What Are Sustainable Development Goals?
The Sustainable Development Goals (SDGs), also known as “Transforming Our World”, are part of a U.N. initiative adopted in September 2015. The SDGs are designed to build on the Millennium Development Goals.
As former U.N. Development Program (UNDP) administrator Helen Clark explained, the goals “provide us with a common plan and agenda to tackle some of the pressing challenges facing our world such as poverty, climate change and conflict.” The 2030 Agenda for the Sustainable Development Goals includes 17 global goals, which are as follows.
17 Sustainable Development Goals
- No Poverty: An end to global poverty means ensuring a sustainable livelihood for all people.
- Zero Hunger: Work to achieve food security, improved nutrition, and the promotion of sustainable agriculture.
- Good Health and Wellbeing: Ensure healthy lives and promote wellbeing through universal health coverage, production of safe and affordable medicines and vaccines and funding for research and development.
- Quality Education: Ensure that all boys and girls get free primary and secondary education and access to affordable vocational training, without experiencing gender and wealth biases.
- Gender Equality: Gender equality and female empowerment is a human right, as well as a necessity for sustainable development.
- Clean Water and Sanitation: Universal access to safe and affordable water requires investment by the international community in infrastructure and sanitation facilities, and taking steps to protect and restore forests, mountains, wetlands, and rivers.
- Affordable and Clean Energy: Critical to the achievement of many other SDGs, investing in infrastructure and technology to provide clean energy will also cause economic growth in developing countries.
- Decent Work and Economic Growth: Promoting inclusive and sustainable economic growth and employment for all people.

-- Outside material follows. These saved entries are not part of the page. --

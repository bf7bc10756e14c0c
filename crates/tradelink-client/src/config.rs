//! # Client Configuration
//!
//! Where the platform lives, how long to wait for it, which message locale
//! to use, and the organisation credentials.
//!
//! ## Configuration Sources
//! ```text
//! ┌─────────────────────────────────────────────────────────────────────────┐
//! │                    Configuration Priority                               │
//! │                                                                         │
//! │  1. Environment Variables (highest priority)                           │
//! │     TRADELINK_BASE_URL, TRADELINK_TIMEOUT_MS, TRADELINK_LOCALE         │
//! │     TRADELINK_ORG_ID, TRADELINK_API_KEY, TRADELINK_API_PASSWORD        │
//! │                                                                         │
//! │  2. TOML Config File                                                   │
//! │     ~/.config/sdk/client.toml (Linux)                                  │
//! │     ~/Library/Application Support/com.tradelink.sdk/client.toml (macOS)│
//! │                                                                         │
//! │  3. Default Values (lowest priority)                                   │
//! │     https://api.squizz.com, 60 s timeout, en_AU                        │
//! └─────────────────────────────────────────────────────────────────────────┘
//! ```
//!
//! ## Configuration File Format
//! ```toml
//! # client.toml
//! [api]
//! base_url = "https://api.squizz.com"
//! timeout_ms = 60000   # 0 waits indefinitely
//! locale = "en_AU"
//!
//! [organisation]
//! id = "11EA64..."
//! api_key = "..."
//! api_password = "..."
//! ```

use std::fmt;
use std::path::{Path, PathBuf};
use std::time::Duration;

use serde::{Deserialize, Serialize};
use tracing::{debug, info, warn};
use url::Url;

use tradelink_core::MessageCatalog;

use crate::dispatcher::DEFAULT_BASE_URL;
use crate::error::{ClientError, ClientResult};
use crate::session::OrgCredentials;

// =============================================================================
// API Settings
// =============================================================================

#[derive(Debug, Clone, PartialEq, Eq, Serialize, Deserialize)]
pub struct ApiSettings {
    /// Scheme and host of the platform, without the `/rest/...` path.
    #[serde(default = "default_base_url")]
    pub base_url: String,

    /// Per-call timeout in milliseconds. 0 waits indefinitely.
    #[serde(default = "default_timeout_ms")]
    pub timeout_ms: u64,

    /// Locale of result messages. Unknown locales fall back to en_AU.
    #[serde(default = "default_locale")]
    pub locale: String,
}

fn default_base_url() -> String {
    DEFAULT_BASE_URL.to_string()
}

fn default_timeout_ms() -> u64 {
    60_000
}

fn default_locale() -> String {
    tradelink_core::DEFAULT_LOCALE.to_string()
}

impl Default for ApiSettings {
    fn default() -> Self {
        ApiSettings {
            base_url: default_base_url(),
            timeout_ms: default_timeout_ms(),
            locale: default_locale(),
        }
    }
}

// =============================================================================
// Organisation
// =============================================================================

#[derive(Clone, Default, PartialEq, Eq, Serialize, Deserialize)]
pub struct OrganisationConfig {
    #[serde(default)]
    pub id: String,

    #[serde(default)]
    pub api_key: String,

    #[serde(default)]
    pub api_password: String,
}

impl fmt::Debug for OrganisationConfig {
    fn fmt(&self, f: &mut fmt::Formatter<'_>) -> fmt::Result {
        f.debug_struct("OrganisationConfig")
            .field("id", &self.id)
            .field("api_key", &self.api_key)
            .field("api_password", &"<redacted>")
            .finish()
    }
}

// =============================================================================
// Client Configuration
// =============================================================================

#[derive(Debug, Clone, Default, PartialEq, Eq, Serialize, Deserialize)]
pub struct ClientConfig {
    #[serde(default)]
    pub api: ApiSettings,

    #[serde(default)]
    pub organisation: OrganisationConfig,
}

impl ClientConfig {
    pub fn new() -> Self {
        Self::default()
    }

    /// Loads configuration from file, environment, and defaults.
    ///
    /// ## Load Order (later overrides earlier)
    /// 1. Default values
    /// 2. Config file (client.toml)
    /// 3. Environment variables
    pub fn load(config_path: Option<PathBuf>) -> ClientResult<Self> {
        let mut config = Self::default();

        if let Some(path) = config_path.or_else(Self::default_config_path) {
            if path.exists() {
                info!(?path, "Loading client config from file");
                config = Self::read_file(&path)?;
            } else {
                debug!(?path, "Config file not found, using defaults");
            }
        }

        config.apply_env_overrides();
        config.validate()?;

        Ok(config)
    }

    /// Loads config or returns default if load fails.
    pub fn load_or_default(config_path: Option<PathBuf>) -> Self {
        Self::load(config_path).unwrap_or_else(|e| {
            warn!("Failed to load client config: {}. Using defaults.", e);
            Self::default()
        })
    }

    fn read_file(path: &Path) -> ClientResult<Self> {
        let contents = std::fs::read_to_string(path)
            .map_err(|e| ClientError::ConfigLoadFailed(format!("{}: {}", path.display(), e)))?;
        Ok(toml::from_str(&contents)?)
    }

    /// Saves configuration to file as pretty TOML.
    pub fn save(&self, config_path: Option<PathBuf>) -> ClientResult<()> {
        let path = config_path
            .or_else(Self::default_config_path)
            .ok_or_else(|| ClientError::ConfigSaveFailed("No config path available".into()))?;

        if let Some(parent) = path.parent() {
            std::fs::create_dir_all(parent)
                .map_err(|e| ClientError::ConfigSaveFailed(e.to_string()))?;
        }

        let contents = toml::to_string_pretty(self)?;
        std::fs::write(&path, contents).map_err(|e| ClientError::ConfigSaveFailed(e.to_string()))?;

        info!(?path, "Client config saved");
        Ok(())
    }

    pub fn validate(&self) -> ClientResult<()> {
        let url = Url::parse(&self.api.base_url).map_err(|e| {
            ClientError::InvalidConfig(format!("base_url '{}' is not a URL: {}", self.api.base_url, e))
        })?;
        if url.scheme() != "https" && url.scheme() != "http" {
            return Err(ClientError::InvalidConfig(format!(
                "base_url must start with https:// or http://, got: {}",
                self.api.base_url
            )));
        }

        if self.api.locale.trim().is_empty() {
            return Err(ClientError::InvalidConfig("locale must not be empty".into()));
        }

        Ok(())
    }

    fn apply_env_overrides(&mut self) {
        self.apply_overrides(|key| std::env::var(key).ok());
    }

    fn apply_overrides(&mut self, lookup: impl Fn(&str) -> Option<String>) {
        if let Some(url) = lookup("TRADELINK_BASE_URL") {
            debug!(url = %url, "Overriding base URL from environment");
            self.api.base_url = url;
        }

        if let Some(timeout) = lookup("TRADELINK_TIMEOUT_MS") {
            match timeout.parse::<u64>() {
                Ok(ms) => self.api.timeout_ms = ms,
                Err(_) => warn!(timeout = %timeout, "Ignoring non-numeric TRADELINK_TIMEOUT_MS"),
            }
        }

        if let Some(locale) = lookup("TRADELINK_LOCALE") {
            self.api.locale = locale;
        }

        if let Some(id) = lookup("TRADELINK_ORG_ID") {
            debug!(org_id = %id, "Overriding organisation ID from environment");
            self.organisation.id = id;
        }

        if let Some(key) = lookup("TRADELINK_API_KEY") {
            self.organisation.api_key = key;
        }

        if let Some(password) = lookup("TRADELINK_API_PASSWORD") {
            self.organisation.api_password = password;
        }
    }

    /// Returns the default config file path.
    pub fn default_config_path() -> Option<PathBuf> {
        directories::ProjectDirs::from("com", "tradelink", "sdk")
            .map(|dirs| dirs.config_dir().join("client.toml"))
    }

    // =========================================================================
    // Convenience Methods
    // =========================================================================

    pub fn timeout(&self) -> Duration {
        Duration::from_millis(self.api.timeout_ms)
    }

    pub fn catalog(&self) -> MessageCatalog {
        MessageCatalog::for_locale(&self.api.locale)
    }

    /// Organisation credentials, all three of which must be set.
    pub fn credentials(&self) -> ClientResult<OrgCredentials> {
        let org = &self.organisation;
        let missing: Vec<&str> = [
            ("organisation.id", &org.id),
            ("organisation.api_key", &org.api_key),
            ("organisation.api_password", &org.api_password),
        ]
        .iter()
        .filter(|(_, value)| value.trim().is_empty())
        .map(|(name, _)| *name)
        .collect();

        if !missing.is_empty() {
            return Err(ClientError::InvalidConfig(format!(
                "missing credentials: {}",
                missing.join(", ")
            )));
        }

        Ok(OrgCredentials::new(&org.id, &org.api_key, &org.api_password))
    }
}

- Industry, Innovation, and Infrastructure: Industrialization creates jobs and generates income, reducing poverty and increasing living standards for all people. Technological innovation encourages development and provides new jobs.
- Reduced Inequalities: Reducing income inequality, as well as inequalities based on race, sex, age, and other statuses, requires improvement in policies and regulations, promoting economic inclusion.
- Sustainable Cities and Communities: Most of those who are living in extreme poverty reside in cities. Achieving sustainable development in cities requires providing access to affordable housing, investing in public transportation, and improving urban planning.
- Responsible Consumption and Production: Countries must change the way they produce and consume goods, minimizing the toxic materials used and waste generated in the production and consumption processes.
- Climate Action: Climate change affects every country. The international community is working together to develop sustainable low-carbon pathways to the future, and mobilizing $100 billion annually, by 2020, to meet the needs of developing countries.
- Life Below Water: Marine pollution has reached critical levels – every square kilometer of the ocean has an average of 13,000 pieces of plastic litter. Sustainable management and protection of marine and coastal ecosystems from pollution and the impact of ocean acidification is extremely important.
- Life On Land: Forests make up 30 percent of the Earth’s surface. They provide habitats for millions of animal, insect, and plant species, and are sources for clean air and water. The goal is to conserve and restore forests, wetlands, drylands and mountains by 2020.
- Peace, Justice, and Strong Institutions: Promote peaceful and inclusive societies for sustainable development, provide access to justice for all, and build effective, accountable, and inclusive institutions at all levels.
- Partnerships for the Goals: Strengthen the means of implementation, and revitalize the global partnership for sustainable development.
These 17 SDGs are bold and will require continued strong leadership to achieve. Many countries succeeded in achieving their Millennium Development Goals, so while there is a difficult road ahead it is not an impossible task to create a more prosperous and sustainable world for all.